What you need to do ▸
Whenever "into" appears in a line, please copy that line from the data.

--- START ---

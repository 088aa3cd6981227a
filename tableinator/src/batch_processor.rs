//! Per-data-type batching: messages accumulate in FIFO queues and flush to PostgreSQL either
//! when a queue reaches `batch_size` or when `flush_interval` elapses, whichever comes first
//! (§4.6). Mirrors the graph consumer's batch processor one-for-one so the two consumers behave
//! identically from the broker's viewpoint.

use crate::record::TableRecord;
use crate::store::{PostgresStore, TableError};
use discogsography_common::DataType;
use lapin::message::Delivery;
use lapin::options::{BasicAckOptions, BasicNackOptions};
use parking_lot::Mutex;
use std::collections::HashMap;
use std::sync::Arc;
use std::time::Duration;
use tokio::time::interval;
use tracing::{error, info, warn};

#[derive(Debug, Clone, Copy)]
pub struct BatchConfig {
    pub batch_size: usize,
    pub flush_interval: Duration,
}

impl Default for BatchConfig {
    fn default() -> Self {
        Self { batch_size: 100, flush_interval: Duration::from_secs(5) }
    }
}

struct PendingEntry {
    record: TableRecord,
    delivery: Delivery,
}

#[derive(Default)]
struct StatsInner {
    processed: HashMap<DataType, u64>,
    skipped: HashMap<DataType, u64>,
    errors: HashMap<DataType, u64>,
    batches: HashMap<DataType, u64>,
}

/// Flush counters, shared independently of the store itself so the health endpoints can read
/// them without holding anything Postgres-shaped.
#[derive(Default)]
pub struct BatchStats(Mutex<StatsInner>);

/// Owns one FIFO queue of un-flushed deliveries per [`DataType`] and the Postgres store they
/// eventually flush into. Shared behind an `Arc` between the per-type consumer tasks and the
/// periodic flush timer.
pub struct BatchProcessor {
    store: Option<PostgresStore>,
    config: BatchConfig,
    queues: Mutex<HashMap<DataType, Vec<PendingEntry>>>,
    stats: Arc<BatchStats>,
}

impl BatchProcessor {
    pub fn new(store: PostgresStore, config: BatchConfig) -> Arc<Self> {
        let mut queues = HashMap::new();
        for data_type in DataType::all() {
            queues.insert(data_type, Vec::new());
        }
        Arc::new(Self { store: Some(store), config, queues: Mutex::new(queues), stats: Arc::new(BatchStats::default()) })
    }

    /// Store-less fixture for health-endpoint tests, which only ever read `get_stats()` and
    /// never flush a real batch. Never used by the running binary.
    #[doc(hidden)]
    pub fn new_for_test() -> Arc<Self> {
        let mut queues = HashMap::new();
        for data_type in DataType::all() {
            queues.insert(data_type, Vec::new());
        }
        Arc::new(Self { store: None, config: BatchConfig::default(), queues: Mutex::new(queues), stats: Arc::new(BatchStats::default()) })
    }

    /// Buffers one message's delivery, flushing the owning queue immediately if it has reached
    /// `batch_size`.
    pub async fn add_message(self: &Arc<Self>, data_type: DataType, record: TableRecord, delivery: Delivery) {
        let should_flush = {
            let mut queues = self.queues.lock();
            let queue = queues.entry(data_type).or_default();
            queue.push(PendingEntry { record, delivery });
            queue.len() >= self.config.batch_size
        };
        if should_flush {
            self.flush_queue(data_type).await;
        }
    }

    pub async fn flush_queue(self: &Arc<Self>, data_type: DataType) {
        let entries = {
            let mut queues = self.queues.lock();
            let queue = queues.entry(data_type).or_default();
            std::mem::take(queue)
        };
        if entries.is_empty() {
            return;
        }

        let count = entries.len();
        let records: Vec<TableRecord> = entries.iter().map(|e| e.record.clone()).collect();
        let result = self.write_batch(data_type, &records).await;

        match result {
            Ok(written) => {
                for entry in &entries {
                    if let Err(e) = entry.delivery.ack(BasicAckOptions::default()).await {
                        warn!("⚠️ Failed to ack {} delivery: {}", data_type, e);
                    }
                }
                let mut stats = self.stats.0.lock();
                *stats.processed.entry(data_type).or_default() += written as u64;
                *stats.skipped.entry(data_type).or_default() += (count - written) as u64;
                *stats.batches.entry(data_type).or_default() += 1;
                info!("🐘 Flushed {} {} records ({} written, {} already current)", count, data_type, written, count - written);
            }
            Err(TableError::Transient(reason)) => {
                warn!("⚠️ Transient PostgreSQL failure on {} batch of {}, requeuing: {}", data_type, count, reason);
                for entry in entries {
                    if let Err(e) = entry.delivery.nack(BasicNackOptions { requeue: true, ..Default::default() }).await {
                        error!("❌ Failed to nack {} delivery for requeue: {}", data_type, e);
                    }
                }
                *self.stats.0.lock().errors.entry(data_type).or_default() += count as u64;
            }
            Err(TableError::Other(reason)) => {
                error!("❌ PostgreSQL write failed for {} batch of {}: {}", data_type, count, reason);
                for entry in entries {
                    if let Err(e) = entry.delivery.nack(BasicNackOptions { requeue: false, ..Default::default() }).await {
                        error!("❌ Failed to nack {} delivery: {}", data_type, e);
                    }
                }
                *self.stats.0.lock().errors.entry(data_type).or_default() += count as u64;
            }
        }
    }

    async fn write_batch(&self, data_type: DataType, records: &[TableRecord]) -> Result<usize, TableError> {
        let Some(store) = self.store.as_ref() else {
            return Err(TableError::Other("no PostgreSQL store configured".to_string()));
        };
        store.upsert(data_type, records).await
    }

    pub async fn flush_all(self: &Arc<Self>) {
        for data_type in DataType::all() {
            self.flush_queue(data_type).await;
        }
    }

    /// Runs until the process shuts down, flushing every queue every `flush_interval`.
    pub async fn periodic_flush(self: Arc<Self>) {
        let mut ticker = interval(self.config.flush_interval);
        loop {
            ticker.tick().await;
            self.flush_all().await;
        }
    }

    pub fn get_stats(&self) -> HashMap<String, serde_json::Value> {
        let stats = self.stats.0.lock();
        let mut out = HashMap::new();
        for data_type in DataType::all() {
            out.insert(
                data_type.to_string(),
                serde_json::json!({
                    "processed": stats.processed.get(&data_type).copied().unwrap_or(0),
                    "skipped": stats.skipped.get(&data_type).copied().unwrap_or(0),
                    "errors": stats.errors.get(&data_type).copied().unwrap_or(0),
                    "batches": stats.batches.get(&data_type).copied().unwrap_or(0),
                }),
            );
        }
        out
    }
}

#[cfg(test)]
mod tests {
    use super::*;

    #[test]
    fn default_batch_config_matches_documented_defaults() {
        let config = BatchConfig::default();
        assert_eq!(config.batch_size, 100);
        assert_eq!(config.flush_interval, Duration::from_secs(5));
    }
}
use anyhow::Result;
use discogsography_common::consumer::AmqpConsumerConnection;
use discogsography_common::logging::build_tracing_filter;
use discogsography_common::message::Message;
use discogsography_common::topology::QUEUE_PREFIX_GRAPHINATOR;
use discogsography_common::{DataMessage, DataType};
use futures::StreamExt;
use lapin::options::BasicAckOptions;
use std::sync::Arc;
use std::sync::atomic::Ordering;
use std::time::Duration;
use tokio::signal;
use tracing::{error, info, warn};

mod batch_processor;
mod bolt;
mod config;
mod graph_store;
mod health;
mod record;

use batch_processor::{BatchConfig, BatchProcessor, Record};
use config::GraphinatorConfig;
use graph_store::Neo4jStore;
use health::{GraphinatorState, HealthServer};
use record::{ArtistRecord, LabelRecord, MasterRecord, ReleaseRecord};

#[tokio::main]
async fn main() -> Result<()> {
    let log_level = std::env::var("LOG_LEVEL").unwrap_or_else(|_| "INFO".to_string());
    let filter = build_tracing_filter("graphinator", &log_level);
    tracing_subscriber::fmt().with_env_filter(filter).with_target(false).with_thread_ids(false).with_line_number(true).json().init();

    info!("🚀 Starting Rust-based Discogs graph-store consumer");

    let config = match GraphinatorConfig::from_env() {
        Ok(c) => c,
        Err(e) => {
            error!("❌ Configuration error: {}", e);
            std::process::exit(1);
        }
    };

    let state = Arc::new(GraphinatorState::default());

    let store = match Neo4jStore::connect(&config.neo4j_uri, &config.neo4j_username, &config.neo4j_password).await {
        Ok(s) => s,
        Err(e) => {
            error!("❌ Failed to connect to Neo4j: {}", e);
            std::process::exit(1);
        }
    };
    state.connected.store(true, Ordering::Relaxed);

    let batch_config = BatchConfig { batch_size: config.batch_size, flush_interval: Duration::from_secs(config.flush_interval_secs) };
    let processor = BatchProcessor::new(store, batch_config);

    let health_server = HealthServer::new(config.health_port, state.clone(), processor.clone());
    let health_handle = tokio::spawn(async move {
        if let Err(e) = health_server.run().await {
            error!("❌ Health server error: {}", e);
        }
    });

    let flush_handle = tokio::spawn(processor.clone().periodic_flush());

    let amqp = Arc::new(
        AmqpConsumerConnection::connect(&config.amqp_connection, QUEUE_PREFIX_GRAPHINATOR, config.prefetch, config.max_retries).await?,
    );

    let shutdown = setup_shutdown_handler();

    let mut consumer_handles = Vec::new();
    for data_type in DataType::all() {
        let amqp = amqp.clone();
        let processor = processor.clone();
        let state = state.clone();
        let shutdown = shutdown.clone();
        consumer_handles.push(tokio::spawn(async move {
            if let Err(e) = consume_data_type(amqp, data_type, processor, state, shutdown).await {
                error!("❌ {} consumer task failed: {}", data_type, e);
            }
        }));
    }

    shutdown.notified().await;
    info!("🛑 Shutting down graphinator...");

    for handle in consumer_handles {
        handle.abort();
    }
    flush_handle.abort();
    health_handle.abort();

    processor.flush_all().await;

    info!("✅ Graphinator shutdown complete");
    Ok(())
}

/// Consumes one data type's queue for the lifetime of the process, converting each delivery
/// into the typed record the batch processor understands and handing file-complete sentinels
/// straight through to an ack (§4.5 only materialises `data` messages).
async fn consume_data_type(
    amqp: Arc<AmqpConsumerConnection>,
    data_type: DataType,
    processor: Arc<BatchProcessor>,
    state: Arc<GraphinatorState>,
    shutdown: Arc<tokio::sync::Notify>,
) -> Result<()> {
    let consumer_tag = format!("graphinator-{}", data_type);
    let mut consumer = amqp.consume(data_type, &consumer_tag).await?;

    loop {
        tokio::select! {
            _ = shutdown.notified() => {
                return Ok(());
            }
            delivery = consumer.next() => {
                let Some(delivery) = delivery else { return Ok(()) };
                let delivery = match delivery {
                    Ok(d) => d,
                    Err(e) => {
                        warn!("⚠️ Error receiving {} delivery: {}", data_type, e);
                        continue;
                    }
                };

                let message: Message = match serde_json::from_slice(&delivery.data) {
                    Ok(m) => m,
                    Err(e) => {
                        error!("❌ Failed to parse {} message, acking to drop poison payload: {}", data_type, e);
                        let _ = delivery.ack(BasicAckOptions::default()).await;
                        continue;
                    }
                };

                state.messages_consumed.fetch_add(1, Ordering::Relaxed);

                match message {
                    Message::FileComplete(sentinel) => {
                        info!("🎉 {} file complete: {} ({} records)", data_type, sentinel.file, sentinel.total_processed);
                        let _ = delivery.ack(BasicAckOptions::default()).await;
                    }
                    Message::Data(data_message) => {
                        let record = to_record(data_type, &data_message);
                        processor.add_message(data_type, record, delivery).await;
                    }
                }
            }
        }
    }
}

fn to_record(data_type: DataType, msg: &DataMessage) -> Record {
    match data_type {
        DataType::Artists => Record::Artist(ArtistRecord::from_message(msg)),
        DataType::Labels => Record::Label(LabelRecord::from_message(msg)),
        DataType::Masters => Record::Master(MasterRecord::from_message(msg)),
        DataType::Releases => Record::Release(ReleaseRecord::from_message(msg)),
    }
}

fn setup_shutdown_handler() -> Arc<tokio::sync::Notify> {
    let shutdown = Arc::new(tokio::sync::Notify::new());
    let shutdown_clone = shutdown.clone();

    tokio::spawn(async move {
        let _ = signal::ctrl_c().await;
        info!("🛑 Received shutdown signal");
        shutdown_clone.notify_waiters();
    });

    shutdown
}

--- END ---

Task result ▸
/// eventually flush into. Shared behind an `Arc` between the per-type consumer tasks and the
/// into the typed record the batch processor understands and handing file-complete sentinels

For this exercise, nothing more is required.